He was a record rep for the area promoting new releases to local music shops, handing out review copies to the press, and coordinating with venues before, during, and after shows. We became friends when I was a review junkie, writing up bits on the latest collections, good and bad. Most fell somewhere in between. Our relationship grew as my involvement in the industry grew. By the time I was managing a local indie band, Bernie and I had known one another for years and I came to know him as a real person. Not just a representative for something else, someone else.

“There’s only one me,” he said. “There’s only one you.”

Not everyone was this easy to like. Most times, it seemed just about everyone had an agenda. I suppose they did. It’s a business after all. They, like me, had goals. Mine was to work on the promotion end of things while occasionally pecking away at my writing. Bernie was great at connecting me with others, giving me side jobs for shows, sharing his know-how. He didn’t have an agenda. He loved the job and wanted to keep it.
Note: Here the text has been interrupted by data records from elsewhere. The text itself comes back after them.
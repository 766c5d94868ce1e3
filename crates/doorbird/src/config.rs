//! Flag-aware profile resolution on top of `doorbird_config`.
//!
//! Precedence per field: flag / `DOORBIRD_*` env var > profile > defaults.

use std::time::Duration;

use secrecy::SecretString;

use doorbird_api::DeviceConfig;
use doorbird_config::{Config, Profile};

use crate::cli::GlobalOpts;
use crate::error::CliError;

pub use doorbird_config::{config_path, load_config, load_config_or_default, save_config};

/// Resolve the active profile name from CLI flags and config.
pub fn active_profile_name(global: &GlobalOpts, config: &Config) -> String {
    global
        .profile
        .clone()
        .or_else(|| config.default_profile.clone())
        .unwrap_or_else(|| "default".into())
}

/// Comma-separated profile names for help text.
pub fn available_profiles(config: &Config) -> String {
    let mut names: Vec<_> = config.profiles.keys().cloned().collect();
    if names.is_empty() {
        return "(none)".into();
    }
    names.sort();
    names.join(", ")
}

/// Build the `DeviceConfig` for this invocation.
///
/// Returns the profile name alongside, for error messages. When no profile
/// exists, `--address` alone is enough to run (credentials then come from
/// flags or the environment).
pub fn resolve_device(global: &GlobalOpts, mut cfg: Config) -> Result<(DeviceConfig, String), CliError> {
    let profile_name = active_profile_name(global, &cfg);

    let mut profile = match cfg.profiles.remove(&profile_name) {
        Some(profile) => profile,
        None if global.address.is_some() => Profile::default(),
        None if global.profile.is_some() => {
            return Err(CliError::ProfileNotFound {
                name: profile_name,
                available: available_profiles(&cfg),
            });
        }
        None => {
            return Err(CliError::NoConfig {
                path: config_path().display().to_string(),
            });
        }
    };

    apply_overrides(&mut profile, global);
    let mut device = doorbird_config::profile_to_device_config(&profile, &profile_name, &cfg.defaults)?;

    // An explicit flag beats the env/keyring chain.
    if let Some(ref password) = global.password {
        device.credentials.password = SecretString::from(password.clone());
    }

    if let Some(secs) = global.timeout {
        if secs == 0 {
            return Err(CliError::Validation {
                field: "timeout".into(),
                reason: "must be at least 1 second".into(),
            });
        }
        device.timing.response_timeout = Duration::from_secs(secs);
    }

    Ok((device, profile_name))
}

fn apply_overrides(profile: &mut Profile, global: &GlobalOpts) {
    if let Some(ref address) = global.address {
        profile.address.clone_from(address);
    }
    if let Some(ref user) = global.user {
        profile.username = Some(user.clone());
    }
    if let Some(ref password) = global.password {
        profile.password = Some(password.clone());
    }
    if let Some(ref ca_cert) = global.ca_cert {
        profile.ca_cert = Some(ca_cert.clone());
        profile.insecure = Some(false);
    }
    if global.insecure {
        profile.insecure = Some(true);
    }
}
He didn’t. If there’s one constant in the music biz, it’s shuffling and restructuring. Universal wasn’t the only one to restructure. In 2000, I had been doing a bit of casual work with BMG Music Canada. I was helping promote an unknown, rising artist, Pink, and her LaFarce recording, Can’t Take Me Home. LaFarce started out as a joint venture between Arista Records and a few artists, such as Babyface. When Babyface focused more on his own career, Arista and BMG picked up the bulk of LaFarce’s catalog. But by 2004, BMG underwent a major restructuring of its own, merging with Sony and keeping the pendulum of the business in constant flux. With the merger came downsizing, layoffs, and “we don’t need you anymore” letters. But it was Universal’s reformulation that sent Bernie to the unemployment line.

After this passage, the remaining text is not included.